Tribeca: Brad, this is your debut as a film director. What made you decide to make a short film?
Brad Hall: I wanted to make sure I didn’t screw up on a big canvas, so I wrote a script for a little canvas. [laughs] I heard a water-colorist say that someplace. I always thought of this idea as a short story, really; I didn’t think it was novel. I mean, it’s 27 minutes, which is a long-ish short, but for me, that’s just how long this story is.
Tribeca: What are you most looking forward to about coming to Tribeca?
Julia Louis-Dreyfus: I’m from NY originally—I was born there. I have tons of friends and family in NYC, and I’m looking forward to sharing this film with people who are close to me. At the risk of sounding Pollyanna-ish, there’s a sort of exciting legitimacy to this film festival that I feel very proud about. I can’t wait to show it to people on the East Coast at such a high-profile festival. I’m actually kind of crazy excited about it.
And it’s also good timing with this HBO show Veep I’ve got coming out April 22—it’s all lining up, all nice and purty-like…
Tribeca: Wow, that’s a big week!
Julia Louis-Dreyfus: Wild, right?
Tribeca: If you could have dinner with any filmmaker (alive or dead), who would it be?
Julia Louis-Dreyfus: I would have to say Jean Renoir.
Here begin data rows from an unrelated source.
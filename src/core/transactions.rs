use crate::core::records::{
    audited_delete, audited_insert, audited_update, ensure_owned, existing, optional_text,
    positive, required_text,
};
use crate::db::store::{AuditLog, Repository};
use crate::errors::AppResult;
use crate::models::card::Card;
use crate::models::transaction::{Transaction, TransactionInput};
use crate::models::user::UserId;

pub struct TransactionLogic;

fn validated<S>(store: &S, user: &UserId, input: &TransactionInput) -> AppResult<TransactionInput>
where
    S: Repository<Card> + ?Sized,
{
    let category = required_text("category", &input.category)?;
    let description = required_text("description", &input.description)?;
    let amount = positive("amount", input.amount)?;
    ensure_owned::<Card, S>(store, user, input.card_id)?;

    Ok(TransactionInput {
        category,
        description,
        amount,
        payment_method: optional_text(&input.payment_method),
        ..input.clone()
    })
}

impl TransactionLogic {
    pub fn create<S>(store: &S, user: &UserId, input: &TransactionInput) -> AppResult<Transaction>
    where
        S: Repository<Transaction> + Repository<Card> + AuditLog + ?Sized,
    {
        let clean = validated(store, user, input)?;
        let summary = format!(
            "{} '{}' {:.2} on {}",
            clean.kind, clean.description, clean.amount, clean.date
        );
        audited_insert::<Transaction, S>(store, user, &clean, &summary)
    }

    /// Most recent date first.
    pub fn list<S>(store: &S, user: &UserId) -> AppResult<Vec<Transaction>>
    where
        S: Repository<Transaction> + ?Sized,
    {
        store.list(user)
    }

    pub fn get<S>(store: &S, user: &UserId, id: i64) -> AppResult<Transaction>
    where
        S: Repository<Transaction> + ?Sized,
    {
        existing::<Transaction, S>(store, user, id)
    }

    pub fn update<S>(
        store: &S,
        user: &UserId,
        id: i64,
        input: &TransactionInput,
    ) -> AppResult<Transaction>
    where
        S: Repository<Transaction> + Repository<Card> + AuditLog + ?Sized,
    {
        let clean = validated(store, user, input)?;
        let summary = format!("'{}' updated", clean.description);
        audited_update::<Transaction, S>(store, user, id, &clean, &summary)
    }

    pub fn delete<S>(store: &S, user: &UserId, id: i64) -> AppResult<()>
    where
        S: Repository<Transaction> + AuditLog + ?Sized,
    {
        audited_delete::<Transaction, S>(store, user, id)
    }
}
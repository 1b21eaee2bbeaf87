use crate::cli::commands::open_pool;
use crate::cli::parser::Commands;
use crate::config::Config;
use crate::core::calendar::{
    CalendarCursor, MonthView, days_in_month, has_reservations, is_supported_month,
};
use crate::core::reservations::ReservationLogic;
use crate::errors::{AppError, AppResult};
use crate::models::reservation::Reservation;
use crate::models::user::UserId;
use crate::ui::calendar_view::{render_details, render_month, render_reservations};
use crate::ui::messages::{empty, header};
use crate::utils::date::{parse_month, to_display, today};
use chrono::NaiveDate;
use serde::Serialize;

const DETAILS_WIDTH: usize = 72;

#[derive(Serialize)]
struct CalendarJson<'a> {
    title: String,
    selected_day: Option<u32>,
    marked_days: Vec<u32>,
    grid: &'a MonthView,
    reservations: Vec<&'a Reservation>,
}

fn cursor_for(month: Option<&String>, day: Option<u32>) -> AppResult<CalendarCursor> {
    let mut cursor = match month {
        Some(m) => {
            let (year, month0) = parse_month(m)
                .filter(|&(y, m0)| is_supported_month(y, m0))
                .ok_or_else(|| AppError::InvalidMonth(m.clone()))?;
            CalendarCursor::new(year, month0)
        }
        None => {
            let mut c = CalendarCursor::today();
            c.clear_selection();
            c
        }
    };

    if let Some(d) = day
        && !cursor.select_day(d)
    {
        return Err(AppError::validation(
            "day",
            format!(
                "must be between 1 and {}",
                days_in_month(cursor.year(), cursor.month0())
            ),
        ));
    }

    Ok(cursor)
}

fn month_bounds(cursor: &CalendarCursor) -> AppResult<(NaiveDate, NaiveDate)> {
    let year = cursor.year();
    let month = cursor.month0() + 1;
    let last = days_in_month(year, cursor.month0());
    let first = NaiveDate::from_ymd_opt(year, month, 1);
    let end = NaiveDate::from_ymd_opt(year, month, last);
    match (first, end) {
        (Some(f), Some(e)) => Ok((f, e)),
        _ => Err(AppError::InvalidMonth(format!("{}-{:02}", year, month))),
    }
}

pub fn handle(cmd: &Commands, cfg: &Config, user: &UserId) -> AppResult<()> {
    if let Commands::Calendar { month, day, json } = cmd {
        let cursor = cursor_for(month.as_ref(), *day)?;
        let (first, last) = month_bounds(&cursor)?;

        let pool = open_pool(cfg)?;
        let records = ReservationLogic::between(&pool, user, first, last)?;

        let grid = cursor.grid(cfg.week_start);
        let visible = cursor.visible_reservations(&records);

        if *json {
            let marked_days = grid
                .current_month_cells()
                .filter(|c| has_reservations(&records, cursor.year(), cursor.month0(), c.day))
                .map(|c| c.day)
                .collect();

            let out = CalendarJson {
                title: grid.title(),
                selected_day: cursor.selected_day(),
                marked_days,
                grid: &grid,
                reservations: visible,
            };
            println!("{}", serde_json::to_string_pretty(&out)?);
            return Ok(());
        }

        println!();
        print!("{}", render_month(&grid, &cursor, &records, today()));

        match cursor.selected_date() {
            Some(d) => header(format!("Reservations on {}", to_display(d))),
            None => header(format!("Reservations in {}", grid.title())),
        }

        if visible.is_empty() {
            empty("reservations");
            return Ok(());
        }

        print!("{}", render_reservations(&visible, &cfg.separator_char));

        if cursor.selected_day().is_some() {
            let details = render_details(&visible, DETAILS_WIDTH);
            if !details.is_empty() {
                println!();
                print!("{}", details);
            }
        }
    }

    Ok(())
}
use crate::errors::{AppError, AppResult};
use serde::Serialize;
use std::fmt;

/// Identity of the signed-in user. Every stored row belongs to exactly one.
#[derive(Debug, Clone, PartialEq, Eq, Hash, Serialize)]
pub struct UserId(String);

impl UserId {
    pub fn new(raw: &str) -> AppResult<Self> {
        let trimmed = raw.trim();
        if trimmed.is_empty() {
            return Err(AppError::NotAuthenticated);
        }
        Ok(Self(trimmed.to_string()))
    }

    pub fn as_str(&self) -> &str {
        &self.0
    }
}

impl fmt::Display for UserId {
    fn fmt(&self, f: &mut fmt::Formatter<'_>) -> fmt::Result {
        f.write_str(&self.0)
    }
}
What would you say, B?
Brad Hall: Oh, I’ll say François Truffaut. But a living director, I’d probably say Martin Scorsese. Wouldn’t you, Jules?
Julia Louis-Dreyfus: Oh, yes, Scorsese.
Brad Hall: Both because of his remarkable body of work, and because I have a feeling he’d pick up the check.
Tribeca: Well, it’s apropos you both picked French directors first… Okay, what’s your favorite New York movie?
Julia Louis-Dreyfus: Manhattan is one of them.
Brad Hall: Yeah, Manhattan is right up there, that’s for sure. And Taxi Driver, Mean Streets, Goodfellas, Raging Bull, West Side Story and Shaft.
Tribeca: What would your biopic be called?
Brad Hall: Mine would be called Nice Try.
Julia Louis-Dreyfus: Mine would be Eisenhower: The White House Years.
Catch Picture Paris when the short airs Monday, December 17, at 9PM on HBO.